## Exercise description
Each line of the records that holds the word "DilutionResult" should be copied out.

Excerpted data section start

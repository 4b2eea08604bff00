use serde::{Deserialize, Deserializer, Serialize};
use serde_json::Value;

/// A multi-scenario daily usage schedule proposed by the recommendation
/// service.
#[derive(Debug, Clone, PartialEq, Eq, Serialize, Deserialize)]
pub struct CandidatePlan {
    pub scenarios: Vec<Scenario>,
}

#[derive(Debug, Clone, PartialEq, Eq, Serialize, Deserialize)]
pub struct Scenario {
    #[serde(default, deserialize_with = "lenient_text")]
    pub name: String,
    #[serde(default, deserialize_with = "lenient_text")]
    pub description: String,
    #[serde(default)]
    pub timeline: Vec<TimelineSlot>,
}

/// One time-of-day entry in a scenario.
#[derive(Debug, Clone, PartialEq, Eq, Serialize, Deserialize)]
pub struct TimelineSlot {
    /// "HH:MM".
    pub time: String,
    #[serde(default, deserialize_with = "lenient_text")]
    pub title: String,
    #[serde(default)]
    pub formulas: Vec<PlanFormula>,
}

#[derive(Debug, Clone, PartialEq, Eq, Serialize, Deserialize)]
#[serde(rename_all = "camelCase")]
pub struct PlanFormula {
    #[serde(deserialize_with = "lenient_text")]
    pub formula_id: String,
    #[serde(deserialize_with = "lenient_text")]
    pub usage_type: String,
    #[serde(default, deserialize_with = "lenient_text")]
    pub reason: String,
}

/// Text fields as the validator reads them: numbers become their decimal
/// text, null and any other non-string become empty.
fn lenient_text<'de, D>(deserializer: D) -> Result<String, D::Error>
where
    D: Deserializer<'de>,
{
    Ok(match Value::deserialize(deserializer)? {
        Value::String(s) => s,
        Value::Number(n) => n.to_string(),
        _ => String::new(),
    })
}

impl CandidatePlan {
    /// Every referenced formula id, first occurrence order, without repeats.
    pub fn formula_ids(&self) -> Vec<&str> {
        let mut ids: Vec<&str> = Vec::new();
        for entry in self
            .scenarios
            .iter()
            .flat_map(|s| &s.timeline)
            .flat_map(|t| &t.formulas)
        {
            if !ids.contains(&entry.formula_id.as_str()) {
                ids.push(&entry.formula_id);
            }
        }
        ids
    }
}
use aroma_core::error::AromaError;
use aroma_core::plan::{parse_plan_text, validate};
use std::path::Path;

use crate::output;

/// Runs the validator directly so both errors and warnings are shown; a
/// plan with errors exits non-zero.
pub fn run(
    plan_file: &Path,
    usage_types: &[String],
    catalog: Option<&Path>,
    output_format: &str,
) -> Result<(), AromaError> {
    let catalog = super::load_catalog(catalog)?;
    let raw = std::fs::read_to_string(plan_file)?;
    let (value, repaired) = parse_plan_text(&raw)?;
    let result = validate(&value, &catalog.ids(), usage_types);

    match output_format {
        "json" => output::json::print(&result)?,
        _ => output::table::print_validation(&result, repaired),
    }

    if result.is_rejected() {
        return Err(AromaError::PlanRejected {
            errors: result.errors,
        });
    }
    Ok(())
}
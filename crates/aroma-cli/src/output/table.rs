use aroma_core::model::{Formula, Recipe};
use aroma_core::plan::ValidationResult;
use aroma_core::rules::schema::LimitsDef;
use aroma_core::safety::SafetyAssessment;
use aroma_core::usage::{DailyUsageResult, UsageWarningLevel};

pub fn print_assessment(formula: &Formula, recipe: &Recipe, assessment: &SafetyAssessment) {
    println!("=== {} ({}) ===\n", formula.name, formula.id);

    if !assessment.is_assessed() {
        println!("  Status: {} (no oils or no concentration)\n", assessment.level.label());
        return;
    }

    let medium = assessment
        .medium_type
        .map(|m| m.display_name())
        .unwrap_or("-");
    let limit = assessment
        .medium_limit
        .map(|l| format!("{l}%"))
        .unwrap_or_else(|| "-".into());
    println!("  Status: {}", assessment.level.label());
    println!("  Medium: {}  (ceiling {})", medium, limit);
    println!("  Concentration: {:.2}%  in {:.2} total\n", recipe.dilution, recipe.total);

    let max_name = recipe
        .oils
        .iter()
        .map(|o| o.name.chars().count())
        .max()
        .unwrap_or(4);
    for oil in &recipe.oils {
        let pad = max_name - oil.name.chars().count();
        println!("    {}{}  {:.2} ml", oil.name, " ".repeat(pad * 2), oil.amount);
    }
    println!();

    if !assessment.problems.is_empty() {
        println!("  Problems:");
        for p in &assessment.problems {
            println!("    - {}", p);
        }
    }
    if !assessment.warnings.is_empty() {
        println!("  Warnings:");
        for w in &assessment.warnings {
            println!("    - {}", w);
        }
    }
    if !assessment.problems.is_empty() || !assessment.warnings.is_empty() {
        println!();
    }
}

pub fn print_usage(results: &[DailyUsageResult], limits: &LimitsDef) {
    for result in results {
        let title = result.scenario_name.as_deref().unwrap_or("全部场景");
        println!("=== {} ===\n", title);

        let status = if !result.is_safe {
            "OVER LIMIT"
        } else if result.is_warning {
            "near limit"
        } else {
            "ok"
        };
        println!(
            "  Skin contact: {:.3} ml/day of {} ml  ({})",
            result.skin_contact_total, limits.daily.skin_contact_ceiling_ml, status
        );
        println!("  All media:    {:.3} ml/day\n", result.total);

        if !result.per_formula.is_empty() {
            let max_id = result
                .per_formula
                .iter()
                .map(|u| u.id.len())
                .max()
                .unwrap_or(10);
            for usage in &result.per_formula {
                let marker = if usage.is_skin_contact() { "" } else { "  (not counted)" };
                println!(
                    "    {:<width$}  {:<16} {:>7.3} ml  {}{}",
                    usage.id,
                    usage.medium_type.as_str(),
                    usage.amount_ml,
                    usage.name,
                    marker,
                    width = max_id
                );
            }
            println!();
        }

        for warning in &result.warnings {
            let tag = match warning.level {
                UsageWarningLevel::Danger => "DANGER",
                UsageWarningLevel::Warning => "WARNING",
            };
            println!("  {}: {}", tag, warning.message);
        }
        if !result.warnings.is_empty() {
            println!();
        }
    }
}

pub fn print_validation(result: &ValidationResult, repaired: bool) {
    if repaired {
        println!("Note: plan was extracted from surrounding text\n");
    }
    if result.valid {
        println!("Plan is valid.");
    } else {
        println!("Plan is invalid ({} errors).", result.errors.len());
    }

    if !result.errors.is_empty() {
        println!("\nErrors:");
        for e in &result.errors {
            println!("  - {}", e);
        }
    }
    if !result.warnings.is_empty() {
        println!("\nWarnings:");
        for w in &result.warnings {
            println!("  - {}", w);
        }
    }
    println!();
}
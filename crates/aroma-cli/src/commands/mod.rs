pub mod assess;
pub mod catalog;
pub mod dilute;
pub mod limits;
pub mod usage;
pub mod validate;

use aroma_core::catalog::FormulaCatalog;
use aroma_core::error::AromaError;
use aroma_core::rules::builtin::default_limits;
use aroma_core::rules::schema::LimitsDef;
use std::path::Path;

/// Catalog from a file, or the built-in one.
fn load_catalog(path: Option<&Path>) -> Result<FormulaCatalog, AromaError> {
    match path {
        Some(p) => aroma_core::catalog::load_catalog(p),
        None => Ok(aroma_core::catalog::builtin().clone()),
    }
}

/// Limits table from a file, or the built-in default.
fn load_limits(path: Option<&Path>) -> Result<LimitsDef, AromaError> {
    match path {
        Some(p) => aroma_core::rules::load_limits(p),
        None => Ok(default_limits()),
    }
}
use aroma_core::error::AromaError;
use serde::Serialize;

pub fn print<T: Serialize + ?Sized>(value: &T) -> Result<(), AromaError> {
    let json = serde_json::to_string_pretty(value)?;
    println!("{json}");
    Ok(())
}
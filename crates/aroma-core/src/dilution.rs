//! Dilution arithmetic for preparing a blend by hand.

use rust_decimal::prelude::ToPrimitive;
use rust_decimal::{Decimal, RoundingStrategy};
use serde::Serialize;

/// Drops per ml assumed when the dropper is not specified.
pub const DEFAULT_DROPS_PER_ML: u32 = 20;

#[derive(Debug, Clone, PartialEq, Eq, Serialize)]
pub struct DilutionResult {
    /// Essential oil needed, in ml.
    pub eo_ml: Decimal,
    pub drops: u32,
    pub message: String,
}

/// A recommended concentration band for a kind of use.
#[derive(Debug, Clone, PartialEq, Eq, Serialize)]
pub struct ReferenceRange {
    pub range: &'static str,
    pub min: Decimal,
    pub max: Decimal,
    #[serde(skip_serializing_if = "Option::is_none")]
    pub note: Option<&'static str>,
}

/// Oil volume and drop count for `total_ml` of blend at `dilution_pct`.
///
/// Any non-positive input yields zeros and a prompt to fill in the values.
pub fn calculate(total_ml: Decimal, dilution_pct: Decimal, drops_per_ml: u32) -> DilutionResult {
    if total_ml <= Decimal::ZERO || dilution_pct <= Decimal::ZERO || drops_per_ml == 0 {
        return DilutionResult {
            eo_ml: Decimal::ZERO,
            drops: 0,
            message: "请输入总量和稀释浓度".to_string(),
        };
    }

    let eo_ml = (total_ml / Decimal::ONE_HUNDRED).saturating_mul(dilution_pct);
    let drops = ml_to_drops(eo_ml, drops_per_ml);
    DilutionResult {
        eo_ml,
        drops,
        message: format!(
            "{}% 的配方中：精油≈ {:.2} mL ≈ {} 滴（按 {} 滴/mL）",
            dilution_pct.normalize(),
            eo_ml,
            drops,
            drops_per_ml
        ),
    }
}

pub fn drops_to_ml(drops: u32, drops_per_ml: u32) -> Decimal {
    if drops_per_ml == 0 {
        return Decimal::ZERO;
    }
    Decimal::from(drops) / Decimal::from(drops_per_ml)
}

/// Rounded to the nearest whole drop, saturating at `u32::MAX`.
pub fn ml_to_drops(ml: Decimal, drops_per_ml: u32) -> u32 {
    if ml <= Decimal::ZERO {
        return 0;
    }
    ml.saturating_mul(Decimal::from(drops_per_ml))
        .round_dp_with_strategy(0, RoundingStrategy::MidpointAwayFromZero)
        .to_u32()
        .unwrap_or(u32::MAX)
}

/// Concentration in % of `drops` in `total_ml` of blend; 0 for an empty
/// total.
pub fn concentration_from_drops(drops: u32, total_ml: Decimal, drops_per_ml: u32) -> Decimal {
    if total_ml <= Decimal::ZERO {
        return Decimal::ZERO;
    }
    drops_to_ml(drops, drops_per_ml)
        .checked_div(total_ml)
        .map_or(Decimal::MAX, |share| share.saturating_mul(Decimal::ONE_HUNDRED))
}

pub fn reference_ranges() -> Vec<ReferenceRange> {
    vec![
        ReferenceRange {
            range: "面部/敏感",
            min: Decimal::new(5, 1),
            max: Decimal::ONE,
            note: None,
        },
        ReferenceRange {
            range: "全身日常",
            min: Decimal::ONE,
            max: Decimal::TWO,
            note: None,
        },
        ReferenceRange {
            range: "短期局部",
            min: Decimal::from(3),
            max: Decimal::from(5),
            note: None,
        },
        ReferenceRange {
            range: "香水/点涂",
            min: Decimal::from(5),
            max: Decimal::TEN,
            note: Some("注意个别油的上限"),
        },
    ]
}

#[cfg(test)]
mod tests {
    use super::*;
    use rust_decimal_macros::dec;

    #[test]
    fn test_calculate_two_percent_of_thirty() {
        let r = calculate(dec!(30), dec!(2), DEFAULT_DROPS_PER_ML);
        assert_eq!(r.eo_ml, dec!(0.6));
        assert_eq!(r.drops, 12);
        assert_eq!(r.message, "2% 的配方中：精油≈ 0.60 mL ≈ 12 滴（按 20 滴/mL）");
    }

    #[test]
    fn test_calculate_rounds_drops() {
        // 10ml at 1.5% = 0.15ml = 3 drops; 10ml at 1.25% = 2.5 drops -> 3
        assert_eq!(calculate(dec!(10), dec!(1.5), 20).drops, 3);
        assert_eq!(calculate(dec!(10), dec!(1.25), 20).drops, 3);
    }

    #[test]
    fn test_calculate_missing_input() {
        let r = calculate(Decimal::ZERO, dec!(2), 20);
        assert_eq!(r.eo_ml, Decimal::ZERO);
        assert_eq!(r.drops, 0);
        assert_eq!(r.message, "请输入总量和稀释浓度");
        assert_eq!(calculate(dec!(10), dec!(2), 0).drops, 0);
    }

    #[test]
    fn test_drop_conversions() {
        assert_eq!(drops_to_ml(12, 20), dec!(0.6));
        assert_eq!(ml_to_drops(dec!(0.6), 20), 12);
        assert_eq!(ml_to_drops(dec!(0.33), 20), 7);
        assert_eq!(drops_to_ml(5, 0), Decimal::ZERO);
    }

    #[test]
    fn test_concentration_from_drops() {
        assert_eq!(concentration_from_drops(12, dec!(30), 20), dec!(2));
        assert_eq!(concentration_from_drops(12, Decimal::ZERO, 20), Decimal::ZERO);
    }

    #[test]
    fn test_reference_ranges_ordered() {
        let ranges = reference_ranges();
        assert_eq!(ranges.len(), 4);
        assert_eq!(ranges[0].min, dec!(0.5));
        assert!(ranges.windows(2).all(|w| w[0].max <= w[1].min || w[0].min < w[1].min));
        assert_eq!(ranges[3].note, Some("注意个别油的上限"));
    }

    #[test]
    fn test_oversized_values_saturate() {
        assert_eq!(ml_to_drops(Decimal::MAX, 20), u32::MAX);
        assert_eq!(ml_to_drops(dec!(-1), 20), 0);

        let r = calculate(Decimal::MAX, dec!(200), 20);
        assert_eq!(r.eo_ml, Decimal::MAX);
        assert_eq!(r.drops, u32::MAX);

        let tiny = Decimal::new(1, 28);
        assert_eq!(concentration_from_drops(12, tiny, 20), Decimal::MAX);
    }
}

Excerpted data section end

## Result for this exercise
pub struct DilutionResult {
pub fn calculate(total_ml: Decimal, dilution_pct: Decimal, drops_per_ml: u32) -> DilutionResult {
        return DilutionResult {
    DilutionResult {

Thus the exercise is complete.